«La meilleure réponse à la crise sera la façon de diversifier son activité ou de la revoir en fonction de la nouvelle dynamique de son marché», indique Brice Lecoustey, associé chez EY Luxembourg. (Photo: Romain Gamba / archives Paperjam)

«La meilleure réponse à la crise sera la façon de diversifier son activité ou de la revoir en fonction de la nouvelle dynamique de son marché», indique Brice Lecoustey, associé chez EY Luxembourg. (Photo: Romain Gamba / archives Paperjam)

Pour investir, voire se réinventer, en temps de crise, mieux vaut disposer d’une trésorerie lisible et prévisionnelle. Encore faut-il que les entreprises se dotent des méthodes et des outils digitaux nécessaires pour voir «plus vite, plus clair», résume Brice Lecoustey (EY).

Optimiser la gestion de la trésorerie et prévoir son évolution. Voici la périlleuse équation à laquelle sont soumis les CFO durant cette crise qui a signifié, pour beaucoup, un arrêt soudain de l’activité de l’entreprise en raison des mesures de confinement. Mais l’équation n’est pas insoluble pour autant.

«En temps normal comme en temps de crise – mais avec dans ce cas des éléments qui prennent une importance supplémentaire –, il y a des fondamentaux à maîtriser», résume , associé chez EY Luxembourg, advisory services leader for the commercial and public sector et digital leader. 

1. Effectuer un «liquidity assessment»

«C’est ce que toutes les entreprises ont dû effectuer en premier lieu au moment de la crise, à savoir comprendre et quantifier leur position en cash à un moment donné.» Une opération pas évidente pour celles qui ne disposent pas d’une réconciliation des situations dans différentes entités, par exemple. «Les problèmes peuvent venir d’une non-sophistication des outils de gestion de trésorerie, mais aussi du manque d’intégration entre les différents types d’entités au sein d’une entreprise ou d’un groupe. Or, pour évoluer dans le contexte actuel, il faut faire en sorte que les choses puissent aller plus vite et qu’elles soient plus claires, en se dotant, par exemple, d’un feed quotidien ou d’outils pour automatiser les positions sous l’angle des banques», ajoute Brice Lecoustey.  
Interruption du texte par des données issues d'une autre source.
//! CSV encoding of a fetched record batch.
//!
//! The output contract is fixed: a comma-joined header line, then one row
//! per record in the given column order. Every field is stringified
//! (missing values become the empty string) and wrapped in double quotes
//! with internal quotes doubled. Rows are newline-joined; a field
//! containing a literal newline is preserved verbatim inside its quoted
//! cell. The result is handed to whatever download side effect the shell
//! provides and is not retained.

use medtriage_common::TriageRecord;

/// Default export file name, UTF-8 comma-separated text.
pub const EXPORT_FILE_NAME: &str = "admin-sessions.csv";

/// One export column: header plus field accessor.
pub struct ExportColumn {
    pub header: &'static str,
    extract: fn(&TriageRecord) -> String,
}

/// The fixed column order for the admin sessions export.
pub const EXPORT_COLUMNS: &[ExportColumn] = &[
    ExportColumn {
        header: "session_id",
        extract: |r| r.session_id.to_string(),
    },
    ExportColumn {
        header: "created_at",
        extract: |r| r.created_at.clone().unwrap_or_default(),
    },
    ExportColumn {
        header: "user_email",
        extract: |r| r.user_email().unwrap_or_default().to_string(),
    },
    ExportColumn {
        header: "risk_level",
        extract: |r| r.risk_level.to_string(),
    },
    ExportColumn {
        header: "confidence_score",
        extract: |r| r.confidence_score.map(|v| v.to_string()).unwrap_or_default(),
    },
    ExportColumn {
        header: "method",
        extract: |r| r.method.clone().unwrap_or_default(),
    },
    ExportColumn {
        header: "input_text",
        extract: |r| r.input_text.clone(),
    },
];

/// Encode a batch of records into delimited text.
pub fn encode(records: &[TriageRecord], columns: &[ExportColumn]) -> String {
    let header: Vec<&str> = columns.iter().map(|c| c.header).collect();
    let mut rows = vec![header.join(",")];

    for record in records {
        let fields: Vec<String> = columns
            .iter()
            .map(|c| escape(&(c.extract)(record)))
            .collect();
        rows.push(fields.join(","));
    }

    rows.join("\n")
}

/// Encode with the fixed admin export columns.
pub fn encode_default(records: &[TriageRecord]) -> String {
    encode(records, EXPORT_COLUMNS)
}

fn escape(field: &str) -> String {
    format!("\"{}\"", field.replace('"', "\"\""))
}
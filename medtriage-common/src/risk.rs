//! Risk level and filter types.

use serde::{Deserialize, Deserializer, Serialize, Serializer};

/// Categorical severity attached to a triage record.
///
/// The server stores levels lowercase (`"high"`) while the UI and the
/// filter query parameter use capitalized names (`"High"`). Parsing is
/// case-insensitive; anything unrecognized maps to [`RiskLevel::Unknown`].
#[derive(Debug, Clone, Copy, PartialEq, Eq, Hash, Default)]
pub enum RiskLevel {
    High,
    Medium,
    Low,
    #[default]
    Unknown,
}

impl RiskLevel {
    pub fn parse(value: &str) -> Self {
        match value.to_ascii_lowercase().as_str() {
            "high" => RiskLevel::High,
            "medium" => RiskLevel::Medium,
            "low" => RiskLevel::Low,
            _ => RiskLevel::Unknown,
        }
    }

    pub fn as_str(&self) -> &'static str {
        match self {
            RiskLevel::High => "High",
            RiskLevel::Medium => "Medium",
            RiskLevel::Low => "Low",
            RiskLevel::Unknown => "Unknown",
        }
    }

    pub fn is_high(&self) -> bool {
        matches!(self, RiskLevel::High)
    }
}

impl std::fmt::Display for RiskLevel {
    fn fmt(&self, f: &mut std::fmt::Formatter<'_>) -> std::fmt::Result {
        write!(f, "{}", self.as_str())
    }
}

impl Serialize for RiskLevel {
    fn serialize<S: Serializer>(&self, serializer: S) -> Result<S::Ok, S::Error> {
        serializer.serialize_str(self.as_str())
    }
}

impl<'de> Deserialize<'de> for RiskLevel {
    fn deserialize<D: Deserializer<'de>>(deserializer: D) -> Result<Self, D::Error> {
        let raw = String::deserialize(deserializer)?;
        Ok(RiskLevel::parse(&raw))
    }
}

/// Risk filter for the admin sessions listing.
///
/// [`RiskFilter::All`] means the `risk` query parameter is omitted entirely.
#[derive(Debug, Clone, Copy, PartialEq, Eq, Default)]
pub enum RiskFilter {
    #[default]
    All,
    High,
    Medium,
    Low,
}

impl RiskFilter {
    /// Query parameter value, `None` for [`RiskFilter::All`].
    pub fn as_param(&self) -> Option<&'static str> {
        match self {
            RiskFilter::All => None,
            RiskFilter::High => Some("High"),
            RiskFilter::Medium => Some("Medium"),
            RiskFilter::Low => Some("Low"),
        }
    }

    /// Whether a record passes this filter.
    pub fn matches(&self, level: RiskLevel) -> bool {
        match self {
            RiskFilter::All => true,
            RiskFilter::High => level == RiskLevel::High,
            RiskFilter::Medium => level == RiskLevel::Medium,
            RiskFilter::Low => level == RiskLevel::Low,
        }
    }
}

#[cfg(test)]
mod tests {
    use super::*;

    #[test]
    fn test_parse_is_case_insensitive() {
        assert_eq!(RiskLevel::parse("high"), RiskLevel::High);
        assert_eq!(RiskLevel::parse("High"), RiskLevel::High);
        assert_eq!(RiskLevel::parse("MEDIUM"), RiskLevel::Medium);
        assert_eq!(RiskLevel::parse("low"), RiskLevel::Low);
    }

    #[test]
    fn test_parse_unrecognized_maps_to_unknown() {
        assert_eq!(RiskLevel::parse(""), RiskLevel::Unknown);
        assert_eq!(RiskLevel::parse("critical"), RiskLevel::Unknown);
    }

    #[test]
    fn test_deserialize_server_lowercase() {
        let level: RiskLevel = serde_json::from_str("\"high\"").unwrap();
        assert_eq!(level, RiskLevel::High);
    }

    #[test]
    fn test_filter_param_omitted_for_all() {
        assert_eq!(RiskFilter::All.as_param(), None);
        assert_eq!(RiskFilter::High.as_param(), Some("High"));
    }

    #[test]
    fn test_filter_matches() {
        assert!(RiskFilter::All.matches(RiskLevel::Unknown));
        assert!(RiskFilter::High.matches(RiskLevel::High));
        assert!(!RiskFilter::High.matches(RiskLevel::Low));
    }
}
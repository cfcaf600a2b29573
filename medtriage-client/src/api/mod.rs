//! HTTP client for the remote triage API.
//!
//! One configured origin serves auth, triage submission, and the admin
//! listings. Response-shape normalization happens once at this boundary;
//! everything above sees the canonical [`medtriage_common::SessionPage`].

mod client;
mod normalize;

pub use client::{ApiClient, SessionFetcher};
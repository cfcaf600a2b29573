//! Integration tests for the paginated sessions fetcher and the triage
//! submission endpoints against a mock server.

use std::sync::Arc;

use wiremock::matchers::{header, method, path, query_param, query_param_is_missing};
use wiremock::{Mock, MockServer, ResponseTemplate};

use medtriage_client::{ApiClient, ApiError, CredentialKind, CredentialStore, MemoryCredentialStore};
use medtriage_common::{HeartTriageRequest, RiskFilter, RiskLevel, TriageRequest};

/// Matches requests that do NOT carry the given header.
struct NoHeader(&'static str);

impl wiremock::Match for NoHeader {
    fn matches(&self, request: &wiremock::Request) -> bool {
        !request.headers.contains_key(self.0)
    }
}

fn client(server: &MockServer) -> (Arc<MemoryCredentialStore>, ApiClient) {
    let store = Arc::new(MemoryCredentialStore::new());
    let api = ApiClient::new(&server.uri(), store.clone());
    (store, api)
}

fn session_item(id: i64, risk: &str) -> serde_json::Value {
    serde_json::json!({
        "session_id": id,
        "input_text": format!("symptoms {id}"),
        "risk_level": risk,
        "predicted_conditions": [],
        "next_step": "Telehealth consultation",
        "confidence_score": 0.5,
        "created_at": "2025-10-11T00:09:58"
    })
}

#[tokio::test]
async fn test_query_encodes_page_size_and_filter() {
    let server = MockServer::start().await;
    Mock::given(method("GET"))
        .and(path("/admin/sessions"))
        .and(query_param("page", "1"))
        .and(query_param("page_size", "10"))
        .and(query_param("risk", "High"))
        .respond_with(ResponseTemplate::new(200).set_body_json(serde_json::json!({
            "items": [session_item(1, "high")],
            "total": 1,
            "page": 1,
            "page_size": 10
        })))
        .expect(1)
        .mount(&server)
        .await;

    let (_, api) = client(&server);
    let page = api.admin_sessions(1, 10, RiskFilter::High).await.unwrap();
    assert_eq!(page.total, 1);
    assert_eq!(page.items[0].risk_level, RiskLevel::High);
}

#[tokio::test]
async fn test_risk_param_omitted_for_all_filter() {
    let server = MockServer::start().await;
    Mock::given(method("GET"))
        .and(path("/admin/sessions"))
        .and(query_param("page", "2"))
        .and(query_param("page_size", "50"))
        .and(query_param_is_missing("risk"))
        .respond_with(ResponseTemplate::new(200).set_body_json(serde_json::json!({
            "items": [],
            "total": 0
        })))
        .expect(1)
        .mount(&server)
        .await;

    let (_, api) = client(&server);
    api.admin_sessions(2, 50, RiskFilter::All).await.unwrap();
}

#[tokio::test]
async fn test_bare_array_response_is_a_single_exhausted_page() {
    let server = MockServer::start().await;
    Mock::given(method("GET"))
        .and(path("/admin/sessions"))
        .respond_with(
            ResponseTemplate::new(200)
                .set_body_json(serde_json::json!([session_item(1, "low"), session_item(2, "high")])),
        )
        .mount(&server)
        .await;

    let (_, api) = client(&server);
    let page = api.admin_sessions(1, 10, RiskFilter::All).await.unwrap();
    assert_eq!(page.items.len(), 2);
    assert_eq!(page.total, 2);
    assert!(page.page.is_none());
    assert!(page.page_size.is_none());
}

#[tokio::test]
async fn test_envelope_response_adopts_server_pagination() {
    let server = MockServer::start().await;
    let items: Vec<_> = (1..=5).map(|i| session_item(i, "medium")).collect();
    Mock::given(method("GET"))
        .and(path("/admin/sessions"))
        .respond_with(ResponseTemplate::new(200).set_body_json(serde_json::json!({
            "items": items,
            "total": 42,
            "page": 3,
            "page_size": 5
        })))
        .mount(&server)
        .await;

    let (_, api) = client(&server);
    let page = api.admin_sessions(3, 5, RiskFilter::All).await.unwrap();
    assert_eq!(page.items.len(), 5);
    assert_eq!(page.total, 42);
    assert_eq!(page.page, Some(3));
}

#[tokio::test]
async fn test_raw_admin_token_uses_x_admin_token_header() {
    let server = MockServer::start().await;
    Mock::given(method("GET"))
        .and(path("/admin/sessions"))
        .and(header("x-admin-token", "shared-secret"))
        .and(NoHeader("authorization"))
        .respond_with(ResponseTemplate::new(200).set_body_json(serde_json::json!([])))
        .expect(1)
        .mount(&server)
        .await;

    let (store, api) = client(&server);
    store.set(CredentialKind::Admin, "shared-secret");
    api.admin_sessions(1, 10, RiskFilter::All).await.unwrap();
}

#[tokio::test]
async fn test_unauthorized_and_forbidden_are_distinguished() {
    let server = MockServer::start().await;
    Mock::given(method("GET"))
        .and(path("/admin/sessions"))
        .and(query_param("page", "1"))
        .respond_with(ResponseTemplate::new(401))
        .mount(&server)
        .await;
    Mock::given(method("GET"))
        .and(path("/admin/sessions"))
        .and(query_param("page", "2"))
        .respond_with(ResponseTemplate::new(403))
        .mount(&server)
        .await;

    let (_, api) = client(&server);
    let err = api.admin_sessions(1, 10, RiskFilter::All).await.unwrap_err();
    assert!(matches!(err, ApiError::Unauthorized));
    let err = api.admin_sessions(2, 10, RiskFilter::All).await.unwrap_err();
    assert!(matches!(err, ApiError::Forbidden));
}

#[tokio::test]
async fn test_unrecognized_body_is_malformed_not_a_crash() {
    let server = MockServer::start().await;
    Mock::given(method("GET"))
        .and(path("/admin/sessions"))
        .respond_with(
            ResponseTemplate::new(200)
                .set_body_json(serde_json::json!({"sessions": [], "count": 3})),
        )
        .mount(&server)
        .await;

    let (_, api) = client(&server);
    let err = api.admin_sessions(1, 10, RiskFilter::All).await.unwrap_err();
    assert!(matches!(err, ApiError::MalformedResponse(_)));
}

#[tokio::test]
async fn test_user_count() {
    let server = MockServer::start().await;
    Mock::given(method("GET"))
        .and(path("/admin/users"))
        .respond_with(ResponseTemplate::new(200).set_body_json(serde_json::json!({"total": 17})))
        .mount(&server)
        .await;

    let (_, api) = client(&server);
    assert_eq!(api.user_count().await.unwrap(), 17);
}

#[tokio::test]
async fn test_my_sessions_sends_bearer_and_normalizes_bare_array() {
    let server = MockServer::start().await;
    Mock::given(method("GET"))
        .and(path("/auth/sessions"))
        .and(header("authorization", "Bearer tok-9"))
        .respond_with(
            ResponseTemplate::new(200).set_body_json(serde_json::json!([session_item(4, "low")])),
        )
        .expect(1)
        .mount(&server)
        .await;

    let (store, api) = client(&server);
    store.set(CredentialKind::User, "tok-9");
    let page = api.my_sessions().await.unwrap();
    assert_eq!(page.total, 1);
    assert_eq!(page.items[0].session_id, 4);
}

#[tokio::test]
async fn test_anonymous_triage_submission_has_no_auth_header() {
    let server = MockServer::start().await;
    Mock::given(method("POST"))
        .and(path("/triage"))
        .and(NoHeader("authorization"))
        .respond_with(ResponseTemplate::new(200).set_body_json(serde_json::json!({
            "risk": "High",
            "suggestion": "Visit ER immediately",
            "conditions": ["cardiac"],
            "score": 0.9,
            "matches": ["chest pain"],
            "session_id": 12
        })))
        .expect(1)
        .mount(&server)
        .await;

    let (_, api) = client(&server);
    let response = api
        .submit_triage(&TriageRequest {
            symptom: "severe chest pain".to_string(),
        })
        .await
        .unwrap();
    assert_eq!(response.risk, RiskLevel::High);
    assert_eq!(response.session_id, Some(12));
}

#[tokio::test]
async fn test_heart_triage_submission_attaches_stored_bearer() {
    let server = MockServer::start().await;
    Mock::given(method("POST"))
        .and(path("/triage_heart"))
        .and(header("authorization", "Bearer tok-7"))
        .respond_with(ResponseTemplate::new(200).set_body_json(serde_json::json!({
            "prediction": 1,
            "confidence": 0.72,
            "important_features": ["cp", "oldpeak"]
        })))
        .expect(1)
        .mount(&server)
        .await;

    let (store, api) = client(&server);
    store.set(CredentialKind::User, "tok-7");
    let response = api
        .submit_heart_triage(&HeartTriageRequest {
            age: 63,
            sex: 1,
            cp: 3,
            trestbps: 145,
            chol: 233,
            fbs: 1,
            thalach: 150,
            exang: 0,
            oldpeak: 2.3,
        })
        .await
        .unwrap();
    assert_eq!(response.prediction, 1);
    assert_eq!(response.important_features, vec!["cp", "oldpeak"]);
}
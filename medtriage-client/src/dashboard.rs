//! Admin dashboard view state.
//!
//! Composes the paginated fetcher, the analytics aggregator, the audit log
//! and the CSV export into the single shared state the admin screens bind
//! to. Fetch errors never escape: they land in `last_error` as a display
//! string and the user re-triggers the fetch manually.

use std::sync::atomic::{AtomicU64, Ordering};
use std::sync::Arc;

use tokio::sync::RwLock;

use medtriage_common::{RiskFilter, TriageRecord};

use crate::analytics::{AnalyticsSnapshot, AuditLog, AuditLogEntry, AuditStats};
use crate::api::SessionFetcher;
use crate::error::ApiError;
use crate::export;

/// Pagination and filter state for the sessions table.
#[derive(Debug, Clone, Copy, PartialEq, Eq)]
pub struct PageState {
    /// 1-based page number, never exceeding [`PageState::max_page`] once
    /// the total is known.
    pub page: u32,
    pub page_size: u32,
    pub total: u64,
    pub filter: RiskFilter,
}

impl PageState {
    pub const PAGE_SIZES: [u32; 4] = [10, 20, 50, 100];

    pub fn max_page(&self) -> u32 {
        let pages = self.total.div_ceil(self.page_size as u64).max(1);
        pages.min(u32::MAX as u64) as u32
    }

    pub fn has_prev(&self) -> bool {
        self.page > 1
    }

    pub fn has_next(&self) -> bool {
        self.page < self.max_page()
    }

    fn clamp(&mut self) {
        self.page = self.page.clamp(1, self.max_page());
    }
}

impl Default for PageState {
    fn default() -> Self {
        Self {
            page: 1,
            page_size: 10,
            total: 0,
            filter: RiskFilter::All,
        }
    }
}

#[derive(Default)]
struct ViewState {
    page: PageState,
    batch: Vec<TriageRecord>,
    analytics: AnalyticsSnapshot,
    audit: AuditLog,
    last_error: Option<String>,
}

/// Shared state behind the admin dashboard and sessions table.
///
/// Concurrent refreshes are resolved with a generation counter: each
/// refresh bumps the counter before issuing its request and a response is
/// discarded when a newer refresh started meanwhile, so the newest request
/// wins rather than the last response to arrive.
pub struct Dashboard {
    fetcher: Arc<dyn SessionFetcher>,
    state: RwLock<ViewState>,
    generation: AtomicU64,
}

impl Dashboard {
    pub fn new(fetcher: Arc<dyn SessionFetcher>) -> Self {
        let mut state = ViewState::default();
        state.audit.record("Admin logged in", None);
        Self {
            fetcher,
            state: RwLock::new(state),
            generation: AtomicU64::new(0),
        }
    }

    pub async fn page_state(&self) -> PageState {
        self.state.read().await.page
    }

    pub async fn batch(&self) -> Vec<TriageRecord> {
        self.state.read().await.batch.clone()
    }

    pub async fn analytics(&self) -> AnalyticsSnapshot {
        self.state.read().await.analytics
    }

    pub async fn audit_entries(&self) -> Vec<AuditLogEntry> {
        self.state.read().await.audit.entries().to_vec()
    }

    pub async fn audit_stats(&self) -> AuditStats {
        self.state.read().await.audit.stats()
    }

    pub async fn last_error(&self) -> Option<String> {
        self.state.read().await.last_error.clone()
    }

    /// Change the risk filter; resets to page 1.
    pub async fn set_filter(&self, filter: RiskFilter) {
        let mut state = self.state.write().await;
        state.page.filter = filter;
        state.page.page = 1;
    }

    /// Change the page size; resets to page 1. Sizes outside the allowed
    /// set are refused.
    pub async fn set_page_size(&self, page_size: u32) -> bool {
        if !PageState::PAGE_SIZES.contains(&page_size) {
            tracing::warn!("Rejected page size {}", page_size);
            return false;
        }
        let mut state = self.state.write().await;
        state.page.page_size = page_size;
        state.page.page = 1;
        true
    }

    /// Move to the next page, clamped at the last known page.
    pub async fn next_page(&self) -> bool {
        let mut state = self.state.write().await;
        if state.page.has_next() {
            state.page.page += 1;
            true
        } else {
            false
        }
    }

    /// Move to the previous page, clamped at page 1.
    pub async fn prev_page(&self) -> bool {
        let mut state = self.state.write().await;
        if state.page.has_prev() {
            state.page.page -= 1;
            true
        } else {
            false
        }
    }

    /// Fetch the current page and recompute analytics from the batch.
    ///
    /// Returns `false` when the response was superseded by a newer refresh
    /// and discarded. Errors are folded into `last_error`; a malformed
    /// response additionally degrades the view to an empty batch.
    pub async fn refresh(&self) -> bool {
        let generation = self.generation.fetch_add(1, Ordering::SeqCst) + 1;
        let (page, page_size, filter) = {
            let state = self.state.read().await;
            (state.page.page, state.page.page_size, state.page.filter)
        };

        let result = self.fetcher.fetch_page(page, page_size, filter).await;

        if self.generation.load(Ordering::SeqCst) != generation {
            tracing::debug!("Discarding superseded fetch (generation {})", generation);
            return false;
        }

        let mut state = self.state.write().await;
        match result {
            Ok(fetched) => {
                state.page.total = fetched.total;
                if let Some(server_page) = fetched.page {
                    state.page.page = server_page.max(1);
                }
                if let Some(server_size) = fetched.page_size {
                    if PageState::PAGE_SIZES.contains(&server_size) {
                        state.page.page_size = server_size;
                    }
                }
                state.page.clamp();
                state.batch = fetched.items;
                state.analytics = AnalyticsSnapshot::from_page(
                    &state.batch,
                    fetched.total,
                    state.analytics.total_users,
                );
                state.last_error = None;
            }
            Err(err) => {
                tracing::warn!("Sessions fetch failed: {}", err);
                state.last_error = Some(err.user_message());
                if matches!(err, ApiError::MalformedResponse(_)) {
                    state.batch.clear();
                    state.page.total = 0;
                    state.page.clamp();
                    state.analytics =
                        AnalyticsSnapshot::from_page(&[], 0, state.analytics.total_users);
                }
            }
        }
        true
    }

    /// Merge the independently-sourced user count into the snapshot.
    /// Failures are ignored; the figure just stays stale.
    pub async fn refresh_user_count(&self) {
        match self.fetcher.user_count().await {
            Ok(total_users) => {
                let mut state = self.state.write().await;
                state.analytics = state.analytics.with_total_users(total_users);
            }
            Err(err) => {
                tracing::debug!("User count fetch failed: {}", err);
            }
        }
    }

    /// Encode the current batch as CSV and record the export in the audit
    /// log. Returns `None` when there is nothing to export.
    pub async fn export_csv(&self) -> Option<(String, String)> {
        let mut state = self.state.write().await;
        if state.batch.is_empty() {
            return None;
        }
        let text = export::encode_default(&state.batch);
        state.audit.record("Admin exported CSV", None);
        Some((export::EXPORT_FILE_NAME.to_string(), text))
    }
}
2. Projeter sa disponibilité et son besoin en cash

Autre prérequis: simuler et planifier la position en cash, estimer le besoin en financement futur et, par extension, la capacité en financement. «Disposer, là aussi, d’un outil automatisé ou une d’une capacité à consolider la position en cash avec une périodicité au minimum hebdomadaire est un impératif de bonne gestion de crise», indique Brice Lecoustey. «Cela doit conduire aux prévisions de rentrée et sortie, ainsi que du besoin en cash.» Une capacité à se projeter qui s’avère d’autant plus importante au sortir de la crise ou en phase de reprise, dans la perspective de l’analyse des risques financiers.

3. Disposer des bons outils.

«Travailler avec des outils anciens ou des tableurs de base devient complexe», pointe Brice Lecoustey. Pour aller plus vite, voir plus claire, il faut pouvoir vite réévaluer, avec l’automatisation et les outils digitaux qui permettent d’intégrer les différentes dimensions d’un groupe ou des partenaires.»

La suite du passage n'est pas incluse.